What you are asked to do
Nothing in the records below may change; print them all exactly.

*-*-*

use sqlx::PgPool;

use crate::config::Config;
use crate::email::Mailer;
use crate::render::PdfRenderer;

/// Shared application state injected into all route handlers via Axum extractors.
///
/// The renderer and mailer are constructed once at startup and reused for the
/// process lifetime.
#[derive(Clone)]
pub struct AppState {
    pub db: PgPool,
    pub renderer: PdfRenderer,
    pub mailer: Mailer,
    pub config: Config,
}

*-*-*

Written solution
use sqlx::PgPool;

use crate::config::Config;
use crate::email::Mailer;
use crate::render::PdfRenderer;

/// Shared application state injected into all route handlers via Axum extractors.
///
/// The renderer and mailer are constructed once at startup and reused for the
/// process lifetime.
#[derive(Clone)]
pub struct AppState {
    pub db: PgPool,
    pub renderer: PdfRenderer,
    pub mailer: Mailer,
    pub config: Config,
}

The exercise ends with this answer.